Wolf Spiders

The wolf spiders are a term given to the members of the Lycosidae family comprising approximately 2300 species divided into over 100 genera. Robust and agile, they are adept hunters known for their powerful eyesight.

Wolf Spiders

Spiders Belonging To This Family


Physical Description & Identification


Size: These species differ in size ranging between 10 and 35 mm (0.4-1.38 inches).

Color: Wolf spiders have a brown body, though they may also be available in gray and black shades.

Other characteristics: They possess eight eyes arranged in rows of three. These species are highly tactile because of the sensory hairs present on their bodies and legs.  Their legs could be heavy (burrowing wolf spiders) or thin (as that of the members of the Pardosa genus).


The sac is round and globe-shaped made of silk, which remains fixed to the female’s spinnerets situated on their abdomen, right at the end. In this manner, it gets easy for them to carry their little ones along always even before they are born.


After emerging from the silken egg case, the spiderlings cling on to the dorsal part of their mother’s abdomen. The female carries the juvenile spiders until they can get about on their own.

The Web

They are hunting spiders and are not known to spin webs. Instead, they get after their prey using their strong hunting skills.

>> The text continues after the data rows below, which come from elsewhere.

//! Shared context for the controller.
//!
//! The Context struct holds shared state that is passed to the reconciler:
//! the object stores, the database group view, tuning settings and the
//! optional event recorder and health state.

use std::collections::BTreeMap;
use std::sync::{Arc, Mutex, MutexGuard, PoisonError};
use std::time::Duration;

use kube::runtime::events::{Event, EventType, Recorder, Reporter};
use kube::{Client, Resource};

use crate::controller::retry::RetryConfig;
use crate::crd::InnoDBCluster;
use crate::group::GroupAdmin;
use crate::health::HealthState;
use crate::store::{ObjectKey, Stores};

/// Field manager name for the operator
pub const FIELD_MANAGER: &str = "mysql-operator";

/// Tuning knobs for the reconciliation loop
#[derive(Clone, Debug)]
pub struct Settings {
    /// Backoff applied to each action
    pub retry: RetryConfig,
    /// Read-modify-write attempts before `ConflictExhausted`
    pub conflict_attempts: u32,
    /// How long a member may stay not ready before the cluster is degraded
    pub member_failure_grace: Duration,
}

impl Default for Settings {
    fn default() -> Self {
        Self {
            retry: RetryConfig::default(),
            conflict_attempts: 5,
            member_failure_grace: Duration::from_secs(30),
        }
    }
}

/// Shared context for the controller
#[derive(Clone)]
pub struct Context {
    /// Object stores the reconciler reads and writes
    pub stores: Stores,
    /// Database group administration
    pub group: Arc<dyn GroupAdmin>,
    pub settings: Settings,
    /// Optional health state for metrics and readiness
    pub health_state: Option<Arc<HealthState>>,
    /// Kubernetes client and reporter identity, when events are published
    events: Option<(Client, Reporter)>,
    /// Consecutive failed cycles per cluster
    failures: Arc<Mutex<BTreeMap<ObjectKey, u32>>>,
}

impl Context {
    /// Create a new context
    pub fn new(
        stores: Stores,
        group: Arc<dyn GroupAdmin>,
        settings: Settings,
        health_state: Option<Arc<HealthState>>,
    ) -> Self {
        Self {
            stores,
            group,
            settings,
            health_state,
            events: None,
            failures: Arc::default(),
        }
    }

    fn failures(&self) -> MutexGuard<'_, BTreeMap<ObjectKey, u32>> {
        self.failures.lock().unwrap_or_else(PoisonError::into_inner)
    }

    /// Count a failed cycle for `key`, returning the consecutive count
    pub fn record_failure(&self, key: &ObjectKey) -> u32 {
        let mut failures = self.failures();
        let count = failures.entry(key.clone()).or_insert(0);
        *count = count.saturating_add(1);
        *count
    }

    /// Forget the failures of `key` after a clean cycle
    pub fn reset_failures(&self, key: &ObjectKey) {
        self.failures().remove(key);
    }

    /// Publish Kubernetes events through `client`
    pub fn with_events(mut self, client: Client, instance: Option<String>) -> Self {
        self.events = Some((
            client,
            Reporter {
                controller: FIELD_MANAGER.into(),
                instance,
            },
        ));
        self
    }

    /// Create an event recorder for publishing Kubernetes events
    fn recorder(&self) -> Option<Recorder> {
        self.events
            .as_ref()
            .map(|(client, reporter)| Recorder::new(client.clone(), reporter.clone()))
    }

    async fn publish(
        &self,
        type_: EventType,
        resource: &InnoDBCluster,
        reason: &str,
        action: &str,
        note: Option<String>,
    ) {
        let Some(recorder) = self.recorder() else {
            return;
        };
        let object_ref = resource.object_ref(&());
        if let Err(e) = recorder
            .publish(
                &Event {
                    type_,
                    reason: reason.into(),
                    note,
                    action: action.into(),
                    secondary: None,
                },
                &object_ref,
            )
            .await
        {
            tracing::warn!(reason = %reason, error = %e, "Failed to publish event");
        }
    }

    /// Publish a normal event for a cluster
    pub async fn publish_normal_event(
        &self,
        resource: &InnoDBCluster,
        reason: &str,
        action: &str,
        note: Option<String>,
    ) {
        self.publish(EventType::Normal, resource, reason, action, note)
            .await;
    }

    /// Publish a warning event for a cluster
    pub async fn publish_warning_event(
        &self,
        resource: &InnoDBCluster,
        reason: &str,
        action: &str,
        note: Option<String>,
    ) {
        self.publish(EventType::Warning, resource, reason, action, note)
            .await;
    }
}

Are the Wolf Spiders Poisonous and Do They Bite

Though venomous, having the ability to paralyze their prey, it is not known to be dangerous to humans.  They are non-aggressive and would attack only when provoked. Their bite is equivalent to a bee sting causing itching, redness, and pain which may last for a few days.

Quick Facts

LifespanApproximately one year
Distribution Continents of Asia, North and South America, Europe, Africa, and Australia
Habitat Shrublands, west coastal forests, woodland, homes and suburban gardens
Common Predators Wasps
Diet Cockroaches, ants, beetles, grasshoppers, crickets as well as small reptiles and amphibians

Did You Know

  • The Carolina Wolf Spider is known to be South Carolina’s state spider since 2000.
  • The largest wolf spider species is said to belong to the Hogna genus, with the Carolina wolf spider (H. carolinensis) being the biggest.
  • Species of the small genera dwell in Ireland and Britain.
  • Their ability to carry their unborn babies as well as spiderlings is considered to be the most unique, not seen in any other spider.
  • The fishing spider which is as good a hunter as the wolf spider with a sharp vision can often be confused with the latter. However, the significant differentiation factor is the arrangement of their eyes. In the former, there are four eyes arranged in two rows, while in the latter the eyes are placed in three rows.
  • Members of the Geolycosa genus are referred to as burrowing wolf spiders since they dwell in burrows.
  • They have an excellent jumping ability and can pounce on their prey with ease when on a hunting spree.